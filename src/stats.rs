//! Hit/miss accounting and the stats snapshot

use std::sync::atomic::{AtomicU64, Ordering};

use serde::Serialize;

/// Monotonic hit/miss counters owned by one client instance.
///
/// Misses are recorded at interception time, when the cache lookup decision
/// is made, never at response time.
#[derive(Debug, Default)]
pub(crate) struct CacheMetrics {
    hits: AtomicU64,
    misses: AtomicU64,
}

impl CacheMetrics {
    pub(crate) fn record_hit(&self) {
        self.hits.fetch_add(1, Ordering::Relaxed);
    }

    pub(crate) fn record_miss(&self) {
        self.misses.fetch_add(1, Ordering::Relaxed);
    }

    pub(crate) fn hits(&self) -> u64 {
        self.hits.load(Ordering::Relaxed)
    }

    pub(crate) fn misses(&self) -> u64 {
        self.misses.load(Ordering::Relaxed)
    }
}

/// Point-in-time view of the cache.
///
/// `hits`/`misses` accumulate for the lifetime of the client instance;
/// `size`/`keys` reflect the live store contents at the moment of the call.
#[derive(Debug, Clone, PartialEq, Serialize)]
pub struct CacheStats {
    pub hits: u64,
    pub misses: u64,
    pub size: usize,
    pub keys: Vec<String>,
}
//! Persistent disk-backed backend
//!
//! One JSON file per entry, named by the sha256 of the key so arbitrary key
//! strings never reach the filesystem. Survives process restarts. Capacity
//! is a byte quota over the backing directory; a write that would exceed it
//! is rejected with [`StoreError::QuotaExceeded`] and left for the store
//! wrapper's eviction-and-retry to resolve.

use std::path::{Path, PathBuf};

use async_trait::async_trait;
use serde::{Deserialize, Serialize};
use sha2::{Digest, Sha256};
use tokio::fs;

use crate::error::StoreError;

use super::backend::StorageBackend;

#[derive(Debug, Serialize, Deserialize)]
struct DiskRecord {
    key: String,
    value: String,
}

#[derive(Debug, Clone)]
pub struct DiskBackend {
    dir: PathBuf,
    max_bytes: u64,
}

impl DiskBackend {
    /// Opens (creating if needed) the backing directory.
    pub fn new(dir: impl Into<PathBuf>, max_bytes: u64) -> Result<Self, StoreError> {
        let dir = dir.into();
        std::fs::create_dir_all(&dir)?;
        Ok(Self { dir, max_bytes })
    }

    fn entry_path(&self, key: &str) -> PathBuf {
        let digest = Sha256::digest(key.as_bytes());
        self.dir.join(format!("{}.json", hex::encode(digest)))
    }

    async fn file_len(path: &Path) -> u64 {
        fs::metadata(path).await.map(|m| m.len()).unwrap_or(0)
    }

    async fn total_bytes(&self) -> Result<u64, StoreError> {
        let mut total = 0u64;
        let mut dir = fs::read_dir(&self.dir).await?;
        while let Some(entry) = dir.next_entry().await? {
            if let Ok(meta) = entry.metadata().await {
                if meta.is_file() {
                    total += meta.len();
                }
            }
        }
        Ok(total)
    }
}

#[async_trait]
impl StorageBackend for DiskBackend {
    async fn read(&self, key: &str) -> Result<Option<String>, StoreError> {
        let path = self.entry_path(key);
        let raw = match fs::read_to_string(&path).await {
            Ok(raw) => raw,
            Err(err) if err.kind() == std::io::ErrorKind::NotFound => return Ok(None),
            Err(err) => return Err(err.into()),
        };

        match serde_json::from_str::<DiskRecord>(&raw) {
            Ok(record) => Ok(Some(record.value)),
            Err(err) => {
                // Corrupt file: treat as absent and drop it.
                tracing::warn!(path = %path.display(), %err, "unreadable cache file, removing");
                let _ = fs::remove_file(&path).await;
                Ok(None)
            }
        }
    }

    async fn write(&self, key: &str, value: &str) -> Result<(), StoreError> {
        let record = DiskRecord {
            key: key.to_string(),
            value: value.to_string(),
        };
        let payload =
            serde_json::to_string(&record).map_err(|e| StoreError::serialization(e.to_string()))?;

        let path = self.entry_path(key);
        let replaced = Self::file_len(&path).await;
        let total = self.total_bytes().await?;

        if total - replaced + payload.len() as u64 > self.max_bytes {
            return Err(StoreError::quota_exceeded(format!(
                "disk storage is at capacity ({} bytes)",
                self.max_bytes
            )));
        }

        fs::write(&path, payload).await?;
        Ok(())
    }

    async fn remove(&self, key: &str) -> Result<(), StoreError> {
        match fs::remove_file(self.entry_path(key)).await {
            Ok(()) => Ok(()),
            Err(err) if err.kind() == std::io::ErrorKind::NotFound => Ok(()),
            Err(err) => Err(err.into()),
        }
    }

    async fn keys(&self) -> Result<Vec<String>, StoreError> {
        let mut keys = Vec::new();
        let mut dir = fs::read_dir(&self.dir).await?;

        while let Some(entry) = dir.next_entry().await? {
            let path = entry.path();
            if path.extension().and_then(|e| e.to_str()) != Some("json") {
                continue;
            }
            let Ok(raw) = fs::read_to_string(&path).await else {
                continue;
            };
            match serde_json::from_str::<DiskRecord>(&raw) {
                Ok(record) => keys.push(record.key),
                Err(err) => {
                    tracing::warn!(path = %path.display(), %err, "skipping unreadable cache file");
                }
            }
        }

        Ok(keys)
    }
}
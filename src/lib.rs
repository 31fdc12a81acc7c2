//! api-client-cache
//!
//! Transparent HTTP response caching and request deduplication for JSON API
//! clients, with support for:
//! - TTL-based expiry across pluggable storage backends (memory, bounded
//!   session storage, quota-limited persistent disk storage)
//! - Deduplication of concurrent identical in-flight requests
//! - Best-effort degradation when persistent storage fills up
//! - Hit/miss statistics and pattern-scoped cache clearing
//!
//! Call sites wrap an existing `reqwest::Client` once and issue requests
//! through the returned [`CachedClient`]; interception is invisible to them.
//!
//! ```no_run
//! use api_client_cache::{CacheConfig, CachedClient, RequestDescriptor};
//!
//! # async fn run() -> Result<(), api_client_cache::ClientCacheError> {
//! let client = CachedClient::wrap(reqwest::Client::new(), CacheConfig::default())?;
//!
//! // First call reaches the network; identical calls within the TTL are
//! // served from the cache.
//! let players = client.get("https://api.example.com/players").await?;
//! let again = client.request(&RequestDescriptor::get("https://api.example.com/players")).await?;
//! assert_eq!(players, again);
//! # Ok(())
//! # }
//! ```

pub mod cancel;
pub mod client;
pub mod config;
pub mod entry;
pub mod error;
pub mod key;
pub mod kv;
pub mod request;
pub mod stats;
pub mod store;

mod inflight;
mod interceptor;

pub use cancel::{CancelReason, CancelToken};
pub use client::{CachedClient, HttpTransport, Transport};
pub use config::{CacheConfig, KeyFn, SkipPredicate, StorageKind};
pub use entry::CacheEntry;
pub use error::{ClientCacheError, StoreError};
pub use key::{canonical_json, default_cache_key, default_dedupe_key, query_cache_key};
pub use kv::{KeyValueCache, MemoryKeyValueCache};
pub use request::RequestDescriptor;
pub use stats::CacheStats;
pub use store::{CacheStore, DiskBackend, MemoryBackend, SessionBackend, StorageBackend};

---*---

*EXERCISE INSTRUCTIONS*. Determine how many of the lines above include the word "display", then give that number and nothing else.

*SOLVED EXERCISE*. 2